2007年3月5日(月)「しんぶん赤旗」

介護予防事業

対象者、来月から条件緩和

自治体の不十分な体制など課題も


厳しい基準に批判

 厚生労働省が、「介護予防事業」の見直しを打ち出しました。同事業は、運動機能トレーニングや食事指導などによって、高齢者が介護保険のサービスを使わなくてもすむようにすることを目的としたもの。当初の見込みよりも参加者が少ないため、四月から対象者の認定条件を緩和します。昨年四月の実施からわずか一年での方針変更です。

 介護予防事業の対象となるのは、近い将来介護が必要になりそうな高齢者で、市区町村が「特定高齢者」と認定した人です。健康診断などの際、高齢者に運動機能や認知症など二十五項目の質問(基本チェックリスト=別項)に回答してもらったうえで、血液検査や医師の問診の結果などを総合して判定します。

 現行の認定基準では、「運動機能の五項目すべてに該当」といった要件をクリアしなければなりません。

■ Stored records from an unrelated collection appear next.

impl BuildJob {
    /// Moves to `next`, refusing backward moves and anything past the deadline.
    fn enter(&mut self, next: BuildPhase) -> Result<()> {
        if next <= self.phase || self.phase.is_terminal() {
            return Err(CloudError::Build {
                phase: self.phase.to_string(),
                message: format!("cannot move from {} to {}", self.phase, next),
            });
        }
        if Instant::now() >= self.deadline {
            return Err(CloudError::Timeout(format!(
                "build deadline exceeded before {}",
                next
            )));
        }
        info!(job_id = %self.job_id, phase = %next, "Entering build phase");
        self.logs.push(format!("==> {}", next));
        self.phase = next;
        Ok(())
    }

    fn finish(&mut self, outcome: &Result<String>) {
        match outcome {
            Ok(url) => {
                self.deployment_url = Some(url.clone());
                self.phase = BuildPhase::Succeeded;
            }
            Err(e) => {
                self.logs.push(format!("error: {}", e));
                self.phase = BuildPhase::Failed;
            }
        }
    }
}

/// Report handed back to the caller for every build, successful or not.
#[derive(Debug, Clone, Serialize)]
pub struct BuildResult {
    pub job_id: String,
    pub success: bool,
    pub phase: BuildPhase,
    pub logs: Vec<String>,
    #[serde(skip_serializing_if = "Option::is_none")]
    pub deployment_url: Option<String>,
    #[serde(skip_serializing_if = "Option::is_none")]
    pub error: Option<String>,
    pub started_at: DateTime<Utc>,
    pub duration_ms: u64,
}

pub struct Orchestrator {
    settings: BuildSettings,
}

impl Orchestrator {
    pub fn new(settings: BuildSettings) -> Self {
        Self { settings }
    }

    pub fn settings(&self) -> &BuildSettings {
        &self.settings
    }

    /// Runs one build to a terminal phase. Never returns an error: failures
    /// are reported through `success`, `error` and `logs`.
    pub async fn build(&self, config: BuildConfig) -> BuildResult {
        let job_id = Uuid::new_v4();
        let started = Instant::now();
        let started_at = Utc::now();
        let deadline = started + Duration::from_secs(self.settings.timeout_seconds);

        let mut logs = BuildLog::new();
        logs.add_secret(&config.credential_token);
        if let Some(token) = &config.source_token {
            logs.add_secret(token);
            logs.add_secret(&basic_credentials(token));
        }

        let workspace = match Workspace::create(self.settings.work_root.as_deref(), &job_id.to_string()) {
            Ok(workspace) => workspace,
            Err(e) => {
                warn!(job_id = %job_id, error = %e, "Failed to create build workspace");
                let error = CloudError::Build {
                    phase: BuildPhase::Pending.to_string(),
                    message: format!("failed to create workspace: {}", e),
                };
                logs.push(format!("error: {}", error));
                return BuildResult {
                    job_id: job_id.to_string(),
                    success: false,
                    phase: BuildPhase::Failed,
                    logs: logs.into_lines(),
                    deployment_url: None,
                    error: Some(error.to_string()),
                    started_at,
                    duration_ms: elapsed_ms(started),
                };
            }
        };

        let mut job = BuildJob {
            job_id,
            work_dir: workspace.path().to_path_buf(),
            phase: BuildPhase::Pending,
            logs,
            deployment_url: None,
            started_at,
            deadline,
        };
        info!(job_id = %job_id, work_dir = %job.work_dir.display(), "Build started");

        let outcome = self.run_phases(&mut job, &workspace, &config).await;
        job.finish(&outcome);

        if let Err(e) = workspace.release() {
            warn!(job_id = %job_id, error = %e, "Failed to remove build workspace");
            job.logs.push(format!("warning: workspace cleanup failed: {}", e));
        }

        let duration_ms = elapsed_ms(started);
        match &outcome {
            Ok(url) => info!(job_id = %job_id, url = %url, duration_ms, "Build succeeded"),
            Err(e) => warn!(job_id = %job_id, error = %e, duration_ms, "Build failed"),
        }

        BuildResult {
            job_id: job_id.to_string(),
            success: outcome.is_ok(),
            phase: job.phase,
            logs: job.logs.into_lines(),
            deployment_url: job.deployment_url,
            error: outcome.err().map(|e| e.to_string()),
            started_at,
            duration_ms,
        }
    }

    async fn run_phases(
        &self,
        job: &mut BuildJob,
        workspace: &Workspace,
        config: &BuildConfig,
    ) -> Result<String> {
        if config.credential_token.trim().is_empty() {
            return Err(CloudError::validation("credential_token", "must not be empty"));
        }
        validate_output_root(&config.output_root)?;

        job.enter(BuildPhase::Cloning)?;
        let checkout = workspace.checkout_dir();
        self.fetch_source(job, &checkout, config).await?;

        let project_dir = checkout.join(&config.output_root);
        if !project_dir.is_dir() {
            return Err(CloudError::Build {
                phase: job.phase.to_string(),
                message: format!(
                    "output root '{}' does not exist in the source",
                    config.output_root.display()
                ),
            });
        }

        let build_dir = if config.component_ids.is_empty() {
            project_dir
        } else {
            let export_dir = workspace.export_dir();
            let ids = config.component_ids.clone();
            let target = export_dir.clone();
            let exported = tokio::task::spawn_blocking(move || {
                export_components(&project_dir, &target, &ids)
            })
            .await
            .map_err(|e| build_error(job.phase, format!("export task failed: {}", e)))??;
            job.logs.push(format!(
                "exported {} component(s): {}",
                exported.len(),
                exported.join(", ")
            ));
            export_dir
        };

        job.enter(BuildPhase::Installing)?;
        self.install_dependencies(job, &build_dir).await?;

        job.enter(BuildPhase::Bundling)?;
        self.run_step(job, Invocation::new(&self.settings.bundler, &build_dir))
            .await?;

        job.enter(BuildPhase::Deploying)?;
        let first_line = job.logs.len();
        self.run_step(
            job,
            Invocation::new(&self.settings.deploy, &build_dir)
                .env(&self.settings.deploy_token_env, config.credential_token.as_str()),
        )
        .await?;

        extract_deployment_url(&job.logs.lines()[first_line..])
            .ok_or_else(|| build_error(job.phase, "deploy output contained no deployment URL"))
    }

    async fn fetch_source(&self, job: &mut BuildJob, checkout: &Path, config: &BuildConfig) -> Result<()> {
        match &config.source {
            SourceRef::Local(dir) => {
                let from = dir.clone();
                let to = checkout.to_path_buf();
                tokio::task::spawn_blocking(move || copy_tree(&from, &to))
                    .await
                    .map_err(|e| build_error(job.phase, format!("copy task failed: {}", e)))?
                    .map_err(|e| build_error(job.phase, format!("copy {}: {}", dir.display(), e)))?;
                job.logs.push(format!("copied {}", dir.display()));
                Ok(())
            }
            SourceRef::Git { url, revision } => {
                fs::create_dir_all(checkout)
                    .map_err(|e| build_error(job.phase, format!("{}: {}", checkout.display(), e)))?;
                let git = &self.settings.git;
                let revision = revision.as_deref().unwrap_or("HEAD");

                self.run_step(job, Invocation::new(git, checkout).arg("init").arg("--quiet"))
                    .await?;

                let mut fetch = Invocation::new(git, checkout)
                    .arg("fetch")
                    .arg("--depth")
                    .arg("1")
                    .arg(url.as_str())
                    .arg(revision);
                for (key, value) in git_env(config.source_token.as_deref().map(String::as_str)) {
                    fetch = fetch.env(key, value);
                }
                self.run_step(job, fetch).await?;

                self.run_step(
                    job,
                    Invocation::new(git, checkout)
                        .arg("checkout")
                        .arg("--quiet")
                        .arg("FETCH_HEAD"),
                )
                .await
            }
        }
    }

    /// Links the cached `node_modules` when one is configured, otherwise runs
    /// the install command.
    async fn install_dependencies(&self, job: &mut BuildJob, build_dir: &Path) -> Result<()> {
        let target = build_dir.join("node_modules");
        if target.exists() {
            job.logs.push("node_modules already present");
            return Ok(());
        }

        if let Some(cache) = &self.settings.dependency_cache {
            if cache.is_dir() {
                match link_dependencies(cache, &target) {
                    Ok(true) => {
                        job.logs.push(format!("linked dependencies from {}", cache.display()));
                        return Ok(());
                    }
                    Ok(false) => {}
                    Err(e) => warn!(
                        job_id = %job.job_id,
                        cache = %cache.display(),
                        error = %e,
                        "Failed to link dependency cache, installing instead"
                    ),
                }
            } else {
                warn!(job_id = %job.job_id, cache = %cache.display(), "Dependency cache missing");
            }
        }

        let install = install_command(&self.settings.install, build_dir);
        if *install != self.settings.install {
            job.logs.push("no npm lockfile, falling back to npm install");
        }
        self.run_step(job, Invocation::new(&install, build_dir)).await
    }

    async fn run_step(&self, job: &mut BuildJob, invocation: Invocation<'_>) -> Result<()> {
        let phase = job.phase;
        process::run(invocation, job.deadline, &mut job.logs)
            .await
            .map_err(|e| match e {
                RunError::DeadlineExceeded { program } => CloudError::Timeout(format!(
                    "build deadline exceeded while {} ran during {}",
                    program, phase
                )),
                other => build_error(phase, other.to_string()),
            })
    }
}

自治体関係者からは、厳しい認定基準に批判が相次いでいました。

 厚労省の見直し案は、基本チェックリストの項目は変更せずに、該当する項目数がこれまでより少なくても対象者となるようにします。たとえば運動機能では、当てはまる必要がある項目数を現行の「五項目すべて」から「三項目以上」に、食事など口腔(こうくう)機能も「三項目すべて」から「二項目以上」に緩和します。

費用抑制狙い導入

 介護予防事業は、介護保険の給付費を抑制することをねらって、昨年四月から始まりました。厚労省は当初、六十五歳以上の5%程度が対象になると見込んでいました。しかし実際には、対象者は昨年十一月末時点でわずか0・44%。実際に参加した人はさらに少なく、0・14%にとどまりました。

 厚労省は、このままでは「想定した介護予防の効果が十分に見込めないおそれがある」として基準の緩和を決定。新しい条件で、対象者を六十五歳以上の8―12%、参加者を5%程度に引き上げることをめざします。

 厚労省は基準の見直しと合わせて、自治体に対し、基本チェックリストを実施する高齢者を六十五歳以上の四―六割に引き上げる(現行は23%)ことや、参加しやすい介護予防プログラムの実施など、参加者を増やす努力を求めています。

自治体職員の注文

 しかし実際には、事業を行う地域包括支援センターの体制が不十分で、対象となる高齢者をつかみきれないなどの問題が指摘されています。見直し案を議論した介護予防の検討会(二月二十七日)でも、自治体職員の委員から「対象者と判定された人が実際に事業に参加するよう説得するのに苦労している。基準を見直すだけでなく、その後の対応をどうするかが大きな課題だ」などの意見が出されました。